**Task requirements**
In the listing below, every line with the word "backing" needs to be copied.

---------- Extracted entries ----------

#![forbid(unsafe_code)]

//! A keyed registry of lazily created leaves.
//!
//! [`WatchableMap`] materializes a [`Subject`] per key on first touch and
//! routes every mutation through that leaf's `update`, so watchers get the
//! usual dedupe-and-notify semantics under the map's equality.
//!
//! The backing map is pluggable through [`MapLike`]; the default is
//! [`AHashMap`]. The map is held in a `RefCell` and is never borrowed while a
//! leaf notifies, so watchers may call back into the same map.
//!
//! To fold several leaves into one watchable, see
//! [`partial_combine`](crate::partial_combine).

use std::cell::RefCell;
use std::collections::{BTreeMap, HashMap};
use std::fmt;
use std::hash::{BuildHasher, Hash};
use std::rc::Rc;

use ahash::AHashMap;
use indexmap::IndexMap;

use crate::equality::{self, Equality};
use crate::reactive::{Subject, Watchable};

/// Minimal map interface used as the backing store of a [`WatchableMap`].
pub trait MapLike<K, V> {
    fn get(&self, key: &K) -> Option<&V>;
    fn insert(&mut self, key: K, value: V);
    fn len(&self) -> usize;
    fn for_each(&self, f: &mut dyn FnMut(&K, &V));

    fn contains_key(&self, key: &K) -> bool {
        self.get(key).is_some()
    }

    fn is_empty(&self) -> bool {
        self.len() == 0
    }
}

impl<K: Eq + Hash, V> MapLike<K, V> for AHashMap<K, V> {
    fn get(&self, key: &K) -> Option<&V> {
        (**self).get(key)
    }

    fn insert(&mut self, key: K, value: V) {
        (**self).insert(key, value);
    }

    fn len(&self) -> usize {
        (**self).len()
    }

    fn for_each(&self, f: &mut dyn FnMut(&K, &V)) {
        self.iter().for_each(|(k, v)| f(k, v));
    }
}

impl<K: Eq + Hash, V, S: BuildHasher> MapLike<K, V> for HashMap<K, V, S> {
    fn get(&self, key: &K) -> Option<&V> {
        HashMap::get(self, key)
    }

    fn insert(&mut self, key: K, value: V) {
        HashMap::insert(self, key, value);
    }

    fn len(&self) -> usize {
        HashMap::len(self)
    }

    fn for_each(&self, f: &mut dyn FnMut(&K, &V)) {
        self.iter().for_each(|(k, v)| f(k, v));
    }
}

impl<K: Ord, V> MapLike<K, V> for BTreeMap<K, V> {
    fn get(&self, key: &K) -> Option<&V> {
        BTreeMap::get(self, key)
    }

    fn insert(&mut self, key: K, value: V) {
        BTreeMap::insert(self, key, value);
    }

    fn len(&self) -> usize {
        BTreeMap::len(self)
    }

    fn for_each(&self, f: &mut dyn FnMut(&K, &V)) {
        self.iter().for_each(|(k, v)| f(k, v));
    }
}

impl<K: Eq + Hash, V, S: BuildHasher> MapLike<K, V> for IndexMap<K, V, S> {
    fn get(&self, key: &K) -> Option<&V> {
        IndexMap::get(self, key)
    }

    fn insert(&mut self, key: K, value: V) {
        IndexMap::insert(self, key, value);
    }

    fn len(&self) -> usize {
        IndexMap::len(self)
    }

    fn for_each(&self, f: &mut dyn FnMut(&K, &V)) {
        self.iter().for_each(|(k, v)| f(k, v));
    }
}

/// A map of watchable values, one leaf per key.
///
/// # Example
///
/// ```
/// use watchable::WatchableMap;
///
/// let contacts: WatchableMap<String, u32> = WatchableMap::new();
/// let alice = contacts.get_or_create("alice".to_string());
/// assert!(!alice.has_value());
///
/// contacts.update_or_create_with_value("alice".to_string(), 30);
/// assert_eq!(alice.get_value(), Ok(30));
///
/// contacts.update_or_create("alice".to_string(), |age| age.map_or(0, |a| a + 1));
/// assert_eq!(alice.get_value(), Ok(31));
/// ```
pub struct WatchableMap<K, V, M = AHashMap<K, Subject<V>>> {
    underlying: RefCell<M>,
    eq: Equality<V>,
    _key: std::marker::PhantomData<K>,
}

impl<K, V, M: MapLike<K, Subject<V>>> fmt::Debug for WatchableMap<K, V, M> {
    fn fmt(&self, f: &mut fmt::Formatter<'_>) -> fmt::Result {
        f.debug_struct("WatchableMap")
            .field("len", &self.underlying.borrow().len())
            .finish_non_exhaustive()
    }
}

impl<K, V> Default for WatchableMap<K, V>
where
    K: Clone + Eq + Hash,
    V: Clone + PartialEq + 'static,
{
    fn default() -> Self {
        Self::new()
    }
}

impl<K, V> WatchableMap<K, V>
where
    K: Clone + Eq + Hash,
    V: Clone + PartialEq + 'static,
{
    /// An [`AHashMap`]-backed registry deduping with `PartialEq`.
    #[must_use]
    pub fn new() -> Self {
        Self::with_equality(equality::by_partial_eq())
    }
}

impl<K, V> WatchableMap<K, V>
where
    K: Clone + Eq + Hash,
    V: Clone + 'static,
{
    /// An [`AHashMap`]-backed registry deduping with `eq`.
    #[must_use]
    pub fn with_equality(eq: Equality<V>) -> Self {
        Self::with_equality_and_map(eq, AHashMap::new())
    }
}

impl<K, V, M> WatchableMap<K, V, M>
where
    K: Clone,
    V: Clone + 'static,
    M: MapLike<K, Subject<V>>,
{
    /// A registry over a caller-supplied backing map.
    ///
    /// Leaves already present in `map` keep their own equality; leaves
    /// created by this registry use `eq`.
    #[must_use]
    pub fn with_equality_and_map(eq: Equality<V>, map: M) -> Self {
        Self {
            underlying: RefCell::new(map),
            eq,
            _key: std::marker::PhantomData,
        }
    }

    #[must_use]
    pub fn len(&self) -> usize {
        self.underlying.borrow().len()
    }

    #[must_use]
    pub fn is_empty(&self) -> bool {
        self.underlying.borrow().is_empty()
    }

    #[must_use]
    pub fn contains_key(&self, key: &K) -> bool {
        self.underlying.borrow().contains_key(key)
    }

    /// Keys with a materialized leaf, in the backing map's iteration order.
    #[must_use]
    pub fn keys(&self) -> Vec<K> {
        let mut keys = Vec::with_capacity(self.len());
        self.underlying
            .borrow()
            .for_each(&mut |key: &K, _: &Subject<V>| keys.push(key.clone()));
        keys
    }

    /// Every materialized leaf as a read-only view.
    #[must_use]
    pub fn entries(&self) -> Vec<(K, Watchable<V>)> {
        let mut entries = Vec::with_capacity(self.len());
        self.underlying
            .borrow()
            .for_each(&mut |key: &K, subject: &Subject<V>| {
                entries.push((key.clone(), subject.as_watchable()));
            });
        entries
    }

    /// The view for `key`, creating an empty leaf if needed.
    pub fn get_or_create(&self, key: K) -> Watchable<V> {
        self.get_or_create_subject(key).as_watchable()
    }

    /// The view for `key` only if a leaf already exists.
    #[must_use]
    pub fn get_if_exists(&self, key: &K) -> Option<Watchable<V>> {
        self.underlying.borrow().get(key).map(Subject::as_watchable)
    }

    /// The view for `key`, populating the leaf with `default_value` if it is
    /// still empty.
    pub fn get_or_create_with_value(&self, key: K, default_value: V) -> Watchable<V> {
        let subject = self.get_or_create_subject(key);
        if !subject.has_value() {
            subject.update(default_value);
        }
        subject.as_watchable()
    }

    /// Update from the current value (`Some`) or from scratch (`None`),
    /// notifying only if the map's equality reports a difference.
    pub fn update_or_create(&self, key: K, f: impl FnOnce(Option<&V>) -> V) {
        let subject = self.get_or_create_subject(key);
        self.apply(&subject, f);
    }

    /// Set `value` only if the leaf has no value yet.
    pub fn update_if_missing(&self, key: K, value: V) {
        let subject = self.get_or_create_subject(key);
        if !subject.has_value() {
            subject.update(value);
        }
    }

    /// Ensure the leaf equals `value`.
    pub fn update_or_create_with_value(&self, key: K, value: V) {
        let subject = self.get_or_create_subject(key);
        match subject.get_value() {
            Ok(current) if (self.eq)(&current, &value) => {}
            _ => subject.update(value),
        }
    }

    /// Like [`WatchableMap::update_or_create`], but a no-op when no leaf
    /// exists for `key`.
    pub fn update_if_exists(&self, key: &K, f: impl FnOnce(Option<&V>) -> V) {
        let existing = self.underlying.borrow().get(key).cloned();
        if let Some(subject) = existing {
            self.apply(&subject, f);
        }
    }

    fn apply(&self, subject: &Subject<V>, f: impl FnOnce(Option<&V>) -> V) {
        match subject.get_value() {
            Ok(current) => {
                let next = f(Some(&current));
                if !(self.eq)(&current, &next) {
                    subject.update(next);
                }
            }
            Err(_) => subject.update(f(None)),
        }
    }

    fn get_or_create_subject(&self, key: K) -> Subject<V> {
        if let Some(existing) = self.underlying.borrow().get(&key) {
            return existing.clone();
        }
        let subject = Subject::empty_with_eq(Rc::clone(&self.eq));
        self.underlying.borrow_mut().insert(key, subject.clone());
        subject
    }
}
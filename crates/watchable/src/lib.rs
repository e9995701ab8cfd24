#![forbid(unsafe_code)]

//! Watchable: minimal synchronous reactive value containers.
//!
//! A [`Subject`] holds an optional value and pushes every change to its
//! watchers, replaying the current value to each new watcher. Derived
//! watchables (`map`, `with_hooks`, `snapshot`, [`partial_combine`]) are
//! built on the read-only [`WatchableLike`] contract, and [`WatchableMap`]
//! manages a dynamic set of keyed leaves.
//!
//! Everything is single-threaded and runs on the caller's stack; there is
//! no scheduler.

pub mod equality;
pub mod error;
pub mod map;
pub mod reactive;
pub mod subscriptions;
pub mod trace;

pub use equality::Equality;
pub use error::{Result, WatchableError};
pub use map::{MapLike, WatchableMap};
pub use reactive::{
    Derived, FirstValue, Hooks, Subject, Watchable, WatchableLike, WatcherFn, partial_combine,
};
pub use subscriptions::{SubscriptionGuard, SubscriptionId, Subscriptions, Unsubscribe};
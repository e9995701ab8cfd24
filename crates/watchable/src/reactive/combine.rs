#![forbid(unsafe_code)]

//! Partial combination of keyed watchables.
//!
//! # Design
//!
//! [`partial_combine`] copies the input associations, keeps a private result
//! [`Subject`], and recomputes the whole mapping in O(N) whenever an input
//! changes. Only inputs that currently have a value contribute a key.
//!
//! Attaching a watcher subscribes to all N inputs while the combiner is
//! still "starting": the N synchronous replays are ignored, and a single
//! recomputation runs once every input is attached. Startup is therefore
//! O(N) rather than O(N^2).
//!
//! # Invariants
//!
//! 1. A key present in the combined mapping is never removed later, since an
//!    input cannot become empty again.
//! 2. A recomputation is pushed only if some key's value differs from the
//!    previous combined mapping.
//! 3. While nobody watches, reads recompute first, so `get_value` is never
//!    stale.

use std::cell::Cell;
use std::hash::Hash;
use std::rc::Rc;

use indexmap::IndexMap;

use crate::error::Result;
use crate::subscriptions::Unsubscribe;
use crate::trace;

use super::derived::Derived;
use super::subject::Subject;
use super::watchable::{Watchable, WatcherFn};

struct Combiner<K, V> {
    inputs: IndexMap<K, Watchable<V>>,
    result: Subject<IndexMap<K, V>>,
    live_watchers: Cell<usize>,
    #[cfg(test)]
    recomputes: Cell<usize>,
}

impl<K, V> Combiner<K, V>
where
    K: Clone + Eq + Hash + 'static,
    V: Clone + PartialEq + 'static,
{
    fn new(inputs: &IndexMap<K, Watchable<V>>) -> Rc<Self> {
        let combiner = Rc::new(Self {
            inputs: inputs.clone(),
            result: Subject::empty(),
            live_watchers: Cell::new(0),
            #[cfg(test)]
            recomputes: Cell::new(0),
        });
        combiner.update_latest();
        combiner
    }

    fn calculate_latest(&self) -> IndexMap<K, V> {
        let mut latest = IndexMap::with_capacity(self.inputs.len());
        for (key, input) in &self.inputs {
            if let Ok(value) = input.get_value() {
                latest.insert(key.clone(), value);
            }
        }
        latest
    }

    fn update_latest(&self) {
        #[cfg(test)]
        self.recomputes.set(self.recomputes.get() + 1);
        let latest = self.calculate_latest();
        let changed = match self.result.get_value() {
            Ok(previous) => latest
                .iter()
                .any(|(key, value)| previous.get(key) != Some(value)),
            Err(_) => !latest.is_empty(),
        };
        trace::combine_recompute(self.inputs.len(), latest.len(), changed);
        if changed {
            self.result.update(latest);
        }
    }

    fn refresh_if_idle(&self) {
        if self.live_watchers.get() == 0 {
            self.update_latest();
        }
    }

    fn start_watching(self: &Rc<Self>, watcher: WatcherFn<IndexMap<K, V>>) -> Result<Unsubscribe> {
        let started = Rc::new(Cell::new(false));
        let mut handles = Vec::with_capacity(self.inputs.len() + 1);

        for input in self.inputs.values() {
            let combiner = Rc::clone(self);
            let started = Rc::clone(&started);
            let attached = input.watch(move |_| {
                if started.get() {
                    combiner.update_latest();
                }
            });
            match attached {
                Ok(handle) => handles.push(handle),
                Err(err) => {
                    rollback(handles);
                    return Err(err);
                }
            }
        }

        started.set(true);
        self.update_latest();

        self.live_watchers.set(self.live_watchers.get() + 1);
        let result_handle = match self.result.watch_with(watcher) {
            Ok(handle) => handle,
            Err(err) => {
                self.live_watchers.set(self.live_watchers.get() - 1);
                rollback(handles);
                return Err(err);
            }
        };
        // The result watcher goes first so it stops before inputs detach.
        handles.insert(0, result_handle);

        let combiner = Rc::clone(self);
        let all = Unsubscribe::all(handles);
        Ok(Unsubscribe::new(move || {
            combiner
                .live_watchers
                .set(combiner.live_watchers.get().saturating_sub(1));
            all.unsubscribe()
        }))
    }
}

fn rollback(handles: Vec<Unsubscribe>) {
    if let Err(err) = Unsubscribe::all(handles).unsubscribe() {
        trace::subscription_error(&err);
    }
}

/// Combine keyed watchables into one watchable mapping, omitting inputs that
/// have no value yet.
///
/// An empty input map yields an already-populated empty mapping. The inputs
/// are copied, so later changes to the caller's map have no effect.
pub fn partial_combine<K, V>(inputs: &IndexMap<K, Watchable<V>>) -> Watchable<IndexMap<K, V>>
where
    K: Clone + Eq + Hash + 'static,
    V: Clone + PartialEq + 'static,
{
    if inputs.is_empty() {
        return Subject::of(IndexMap::new()).into();
    }

    let combiner = Combiner::new(inputs);

    let presence = Rc::clone(&combiner);
    let reader = Rc::clone(&combiner);
    Watchable::new(Derived::new(
        move || {
            presence.refresh_if_idle();
            presence.result.has_value()
        },
        move || {
            reader.refresh_if_idle();
            reader.result.get_value()
        },
        move |watcher| combiner.start_watching(watcher),
    ))
}
#![forbid(unsafe_code)]

//! The mutable leaf of a reactive graph.
//!
//! # Design
//!
//! [`Subject<T>`] keeps its optional value and its watcher registry behind
//! `Rc` so that handles are cheap to clone and share. No `RefCell` borrow is
//! held while a watcher runs: [`Subject::update`] stores the value, takes a
//! snapshot of the registry, releases every borrow, and only then notifies.
//! This is what makes reentrant updates and mid-pass (un)subscription safe.
//!
//! # Invariants
//!
//! 1. Once populated, a subject never becomes empty again.
//! 2. `update(v)` with `v` equal to the stored value (per the subject's
//!    equality) notifies nobody.
//! 3. Watchers run in subscription order. A watcher attached during a pass
//!    does not receive the value being delivered by that pass.
//! 4. An `update` issued from inside a watcher runs its full pass before the
//!    outer pass resumes; the outer pass keeps delivering its own value.

use std::cell::RefCell;
use std::fmt;
use std::rc::Rc;

use crate::equality::{self, Equality};
use crate::error::{Result, WatchableError};
use crate::subscriptions::{Subscriptions, Unsubscribe};
use crate::trace;

use super::watchable::{Watchable, WatchableLike, WatcherFn};

type Registry<T> = Rc<RefCell<Subscriptions<dyn Fn(&T)>>>;

struct SubjectInner<T> {
    value: RefCell<Option<T>>,
    subscriptions: Registry<T>,
    eq: Equality<T>,
}

/// Writable watchable. Cloning creates another handle to the same leaf.
pub struct Subject<T> {
    inner: Rc<SubjectInner<T>>,
}

impl<T> Clone for Subject<T> {
    fn clone(&self) -> Self {
        Self {
            inner: Rc::clone(&self.inner),
        }
    }
}

impl<T: fmt::Debug> fmt::Debug for Subject<T> {
    fn fmt(&self, f: &mut fmt::Formatter<'_>) -> fmt::Result {
        f.debug_struct("Subject")
            .field("value", &self.inner.value.borrow())
            .field("watchers", &self.inner.subscriptions.borrow().len())
            .finish()
    }
}

impl<T: Clone + PartialEq + 'static> Subject<T> {
    /// An empty leaf deduping with `PartialEq`.
    #[must_use]
    pub fn empty() -> Self {
        Self::empty_with_eq(equality::by_partial_eq())
    }

    /// A populated leaf deduping with `PartialEq`.
    #[must_use]
    pub fn of(value: T) -> Self {
        Self::of_with_eq(value, equality::by_partial_eq())
    }
}

impl<T: Clone + 'static> Subject<T> {
    #[must_use]
    pub fn empty_with_eq(eq: Equality<T>) -> Self {
        Self::from_parts(None, eq)
    }

    #[must_use]
    pub fn of_with_eq(value: T, eq: Equality<T>) -> Self {
        Self::from_parts(Some(value), eq)
    }

    fn from_parts(value: Option<T>, eq: Equality<T>) -> Self {
        Self {
            inner: Rc::new(SubjectInner {
                value: RefCell::new(value),
                subscriptions: Rc::new(RefCell::new(Subscriptions::new())),
                eq,
            }),
        }
    }

    #[must_use]
    pub fn has_value(&self) -> bool {
        self.inner.value.borrow().is_some()
    }

    pub fn get_value(&self) -> Result<T> {
        self.inner
            .value
            .borrow()
            .as_ref()
            .cloned()
            .ok_or(WatchableError::Empty)
    }

    #[must_use]
    pub fn get_or_default(&self, fallback: T) -> T {
        self.get_value().unwrap_or(fallback)
    }

    /// Replace the current value and notify every watcher, unless the stored
    /// value is equal to `value`.
    pub fn update(&self, value: T) {
        {
            let current = self.inner.value.borrow();
            if let Some(current) = current.as_ref()
                && (self.inner.eq)(current, &value)
            {
                trace::update_deduped();
                return;
            }
        }
        *self.inner.value.borrow_mut() = Some(value.clone());
        trace::update();

        let watchers = self.inner.subscriptions.borrow().snapshot();
        trace::notify(watchers.len());
        for watcher in watchers {
            watcher(&value);
        }
    }

    /// Register `watcher` and replay the current value to it.
    pub fn watch(&self, watcher: impl Fn(&T) + 'static) -> Result<Unsubscribe> {
        self.watch_with(Rc::new(watcher))
    }

    pub fn watch_with(&self, watcher: WatcherFn<T>) -> Result<Unsubscribe> {
        let unsubscribe = Subscriptions::attach(&self.inner.subscriptions, Rc::clone(&watcher))?;
        let current = self.inner.value.borrow().clone();
        trace::subscribe(self.watcher_count(), current.is_some());
        if let Some(value) = current {
            watcher(&value);
        }
        Ok(unsubscribe)
    }

    /// Number of currently registered watchers.
    #[must_use]
    pub fn watcher_count(&self) -> usize {
        self.inner.subscriptions.borrow().len()
    }

    /// Read-only view of this leaf.
    #[must_use]
    pub fn as_watchable(&self) -> Watchable<T> {
        Watchable::new(self.clone())
    }
}

impl<T: Clone + 'static> WatchableLike<T> for Subject<T> {
    fn has_value(&self) -> bool {
        Subject::has_value(self)
    }

    fn get_value(&self) -> Result<T> {
        Subject::get_value(self)
    }

    fn watch(&self, watcher: WatcherFn<T>) -> Result<Unsubscribe> {
        self.watch_with(watcher)
    }
}

impl<T: Clone + 'static> From<Subject<T>> for Watchable<T> {
    fn from(subject: Subject<T>) -> Self {
        Watchable::new(subject)
    }
}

----------

**Output for this exercise**
//! The backing map is pluggable through [`MapLike`]; the default is
/// Minimal map interface used as the backing store of a [`WatchableMap`].
    /// A registry over a caller-supplied backing map.
    /// Keys with a materialized leaf, in the backing map's iteration order.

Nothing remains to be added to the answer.